■ Data entries
——

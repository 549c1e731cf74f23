use std::path::PathBuf;

use super::selector::FrameSelector;
use super::video::{VideoDecoder, VideoOpener};
use crate::config::CameraProfile;
use crate::error::Result;
use crate::telemetry::{TelemetryRow, VideoSegment};
use crate::types::{Camera, Frame, Geoposition, Gimbal};

/// Lazily pairs telemetry rows with decoded video frames.
///
/// Videos are visited in the given order, each with the segment at the same
/// position; rows are visited in segment order. A candidate is dropped when
/// the selector rejects it, when it comes less than `min_time_gap_ms` after
/// the previous emitted frame of the same video, or when the decoder has no
/// frame at its offset. Selection and debounce run before any decode.
///
/// The iterator is single-pass: build a new one to start over. After an error
/// it is fused.
pub struct FrameSynchronizer<O: VideoOpener> {
    opener: O,
    videos: Vec<PathBuf>,
    segments: Vec<VideoSegment>,
    camera: CameraProfile,
    selector: Option<Box<dyn FrameSelector>>,
    min_time_gap_ms: i64,

    video_idx: usize,
    row_idx: usize,
    decoder: Option<O::Decoder>,
    /// (video index, time_ms) of the last emitted frame
    last_emitted: Option<(usize, i64)>,
    decode_misses: usize,
}

impl<O: VideoOpener> FrameSynchronizer<O> {
    pub fn new(
        opener: O,
        videos: Vec<PathBuf>,
        segments: Vec<VideoSegment>,
        camera: CameraProfile,
    ) -> Self {
        if videos.len() != segments.len() {
            log::warn!(
                "{} videos but {} telemetry segments; only {} pairs are synchronized",
                videos.len(),
                segments.len(),
                videos.len().min(segments.len())
            );
        }
        Self {
            opener,
            videos,
            segments,
            camera,
            selector: None,
            min_time_gap_ms: 0,
            video_idx: 0,
            row_idx: 0,
            decoder: None,
            last_emitted: None,
            decode_misses: 0,
        }
    }

    pub fn with_selector(mut self, selector: Box<dyn FrameSelector>) -> Self {
        self.selector = Some(selector);
        self
    }

    pub fn with_min_time_gap_ms(mut self, min_time_gap_ms: i64) -> Self {
        self.min_time_gap_ms = min_time_gap_ms;
        self
    }

    /// Candidates dropped so far because the decoder returned no frame.
    pub fn decode_misses(&self) -> usize {
        self.decode_misses
    }

    fn pair_count(&self) -> usize {
        self.videos.len().min(self.segments.len())
    }

    fn fuse(&mut self) {
        self.video_idx = self.pair_count();
        self.decoder = None;
    }

    fn debounced(&self, time_ms: i64) -> bool {
        match self.last_emitted {
            Some((video, last_time)) if video == self.video_idx => {
                time_ms - last_time < self.min_time_gap_ms
            }
            _ => false,
        }
    }
}

fn candidate(video: &str, row: &TelemetryRow, camera: &CameraProfile) -> Frame {
    Frame {
        video_filename: video.to_string(),
        time_ms: row.time_ms,
        datetime_utc: row.datetime_utc.clone(),
        geoposition: Geoposition {
            latitude: row.latitude,
            longitude: row.longitude,
            ground_level_altitude: row.ground_level_altitude_m,
            sea_level_altitude: row.sea_level_altitude_m,
        },
        camera: Camera {
            model: camera.model.clone(),
            focal_length: camera.focal_length_mm,
            sensor_width: camera.sensor_width_mm,
            sensor_height: camera.sensor_height_mm,
            gimbal: Gimbal {
                pitch: row.gimbal_pitch_deg,
                roll: row.gimbal_roll_deg,
                yaw: row.gimbal_yaw_deg,
            },
        },
        array: None,
    }
}

impl<O: VideoOpener> Iterator for FrameSynchronizer<O> {
    type Item = Result<Frame>;

    fn next(&mut self) -> Option<Self::Item> {
        while self.video_idx < self.pair_count() {
            let rows = &self.segments[self.video_idx].rows;
            if self.row_idx >= rows.len() {
                log::debug!("finished {}", self.videos[self.video_idx].display());
                self.video_idx += 1;
                self.row_idx = 0;
                self.decoder = None;
                continue;
            }
            let video_name = self.videos[self.video_idx].to_string_lossy();
            let mut frame = candidate(&video_name, &rows[self.row_idx], &self.camera);
            self.row_idx += 1;

            if let Some(selector) = &self.selector {
                if !selector.select(&frame) {
                    continue;
                }
            }
            if self.debounced(frame.time_ms) {
                continue;
            }

            if self.decoder.is_none() {
                match self.opener.open(&self.videos[self.video_idx]) {
                    Ok(decoder) => self.decoder = Some(decoder),
                    Err(e) => {
                        self.fuse();
                        return Some(Err(e));
                    }
                }
            }
            let Some(decoder) = self.decoder.as_mut() else {
                continue;
            };
            let decoded = decoder
                .seek(frame.time_ms)
                .and_then(|_| decoder.read_frame());
            match decoded {
                Ok(Some(image)) => {
                    frame.array = Some(image);
                    self.last_emitted = Some((self.video_idx, frame.time_ms));
                    return Some(Ok(frame));
                }
                Ok(None) => {
                    self.decode_misses += 1;
                    log::warn!(
                        "no frame at {} ms in {}, skipping",
                        frame.time_ms,
                        frame.video_filename
                    );
                }
                Err(e) => {
                    self.fuse();
                    return Some(Err(e));
                }
            }
        }
        None
    }
}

——

■ EXERCISE
Every line that holds the string "usize" must be copied from the records above.

■ EXPECTED ANSWER
    video_idx: usize,
    row_idx: usize,
    last_emitted: Option<(usize, i64)>,
    decode_misses: usize,
    pub fn decode_misses(&self) -> usize {
    fn pair_count(&self) -> usize {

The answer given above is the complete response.